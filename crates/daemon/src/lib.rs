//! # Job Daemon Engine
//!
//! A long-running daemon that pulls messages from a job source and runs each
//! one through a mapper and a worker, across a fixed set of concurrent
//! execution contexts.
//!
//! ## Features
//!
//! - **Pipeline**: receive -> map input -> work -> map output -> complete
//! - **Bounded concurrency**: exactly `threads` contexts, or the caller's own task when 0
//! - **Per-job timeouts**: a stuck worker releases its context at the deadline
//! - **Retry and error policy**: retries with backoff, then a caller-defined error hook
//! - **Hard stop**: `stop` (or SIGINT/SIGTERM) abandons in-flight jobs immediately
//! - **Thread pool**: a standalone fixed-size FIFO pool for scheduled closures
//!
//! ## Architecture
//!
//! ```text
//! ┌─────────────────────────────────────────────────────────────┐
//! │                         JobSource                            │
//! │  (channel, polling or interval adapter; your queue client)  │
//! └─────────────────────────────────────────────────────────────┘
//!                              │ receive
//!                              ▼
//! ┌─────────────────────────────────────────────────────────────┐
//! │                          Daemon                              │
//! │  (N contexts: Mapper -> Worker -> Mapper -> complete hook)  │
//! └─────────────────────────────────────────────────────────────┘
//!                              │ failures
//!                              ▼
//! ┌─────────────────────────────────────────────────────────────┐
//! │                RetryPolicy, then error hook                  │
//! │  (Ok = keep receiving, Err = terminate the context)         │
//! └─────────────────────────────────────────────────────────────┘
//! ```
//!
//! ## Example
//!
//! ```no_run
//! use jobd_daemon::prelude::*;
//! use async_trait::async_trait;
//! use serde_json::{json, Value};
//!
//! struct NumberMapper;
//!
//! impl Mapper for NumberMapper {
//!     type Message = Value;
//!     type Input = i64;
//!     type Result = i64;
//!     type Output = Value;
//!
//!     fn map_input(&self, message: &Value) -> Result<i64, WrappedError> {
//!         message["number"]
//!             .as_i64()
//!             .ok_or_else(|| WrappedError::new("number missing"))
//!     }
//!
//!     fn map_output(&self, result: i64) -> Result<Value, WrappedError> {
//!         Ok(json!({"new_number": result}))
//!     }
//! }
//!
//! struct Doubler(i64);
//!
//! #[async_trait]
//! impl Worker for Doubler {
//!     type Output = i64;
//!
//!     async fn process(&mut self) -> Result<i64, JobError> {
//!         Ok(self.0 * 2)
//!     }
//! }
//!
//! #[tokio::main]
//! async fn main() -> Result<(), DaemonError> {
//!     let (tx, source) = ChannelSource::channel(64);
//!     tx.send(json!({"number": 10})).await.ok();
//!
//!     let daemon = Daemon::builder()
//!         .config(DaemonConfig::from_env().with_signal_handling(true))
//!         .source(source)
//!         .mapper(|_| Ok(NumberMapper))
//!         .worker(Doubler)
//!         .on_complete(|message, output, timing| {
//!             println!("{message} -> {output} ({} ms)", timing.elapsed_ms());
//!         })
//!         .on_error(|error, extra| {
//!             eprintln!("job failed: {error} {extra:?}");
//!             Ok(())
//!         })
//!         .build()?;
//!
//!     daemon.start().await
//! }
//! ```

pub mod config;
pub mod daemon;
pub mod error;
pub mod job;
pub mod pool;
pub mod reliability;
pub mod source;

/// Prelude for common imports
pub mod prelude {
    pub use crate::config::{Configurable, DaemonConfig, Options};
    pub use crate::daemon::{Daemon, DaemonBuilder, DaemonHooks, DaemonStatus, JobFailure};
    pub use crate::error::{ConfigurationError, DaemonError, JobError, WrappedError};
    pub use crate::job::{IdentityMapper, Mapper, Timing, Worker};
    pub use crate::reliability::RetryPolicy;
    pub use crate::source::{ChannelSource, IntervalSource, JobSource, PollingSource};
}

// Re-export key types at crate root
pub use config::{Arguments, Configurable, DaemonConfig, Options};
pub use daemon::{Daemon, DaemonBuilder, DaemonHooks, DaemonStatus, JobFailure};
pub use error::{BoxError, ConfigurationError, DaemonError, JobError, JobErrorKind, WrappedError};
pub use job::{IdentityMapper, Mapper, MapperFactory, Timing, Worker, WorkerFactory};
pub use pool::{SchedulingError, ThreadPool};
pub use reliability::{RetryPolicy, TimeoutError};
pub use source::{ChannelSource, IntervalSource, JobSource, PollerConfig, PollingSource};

* Required work
Return each line above where the word "RetryPolicy" shows up.

* Your solution
//! │                RetryPolicy, then error hook                  │
    pub use crate::reliability::RetryPolicy;
pub use reliability::{RetryPolicy, TimeoutError};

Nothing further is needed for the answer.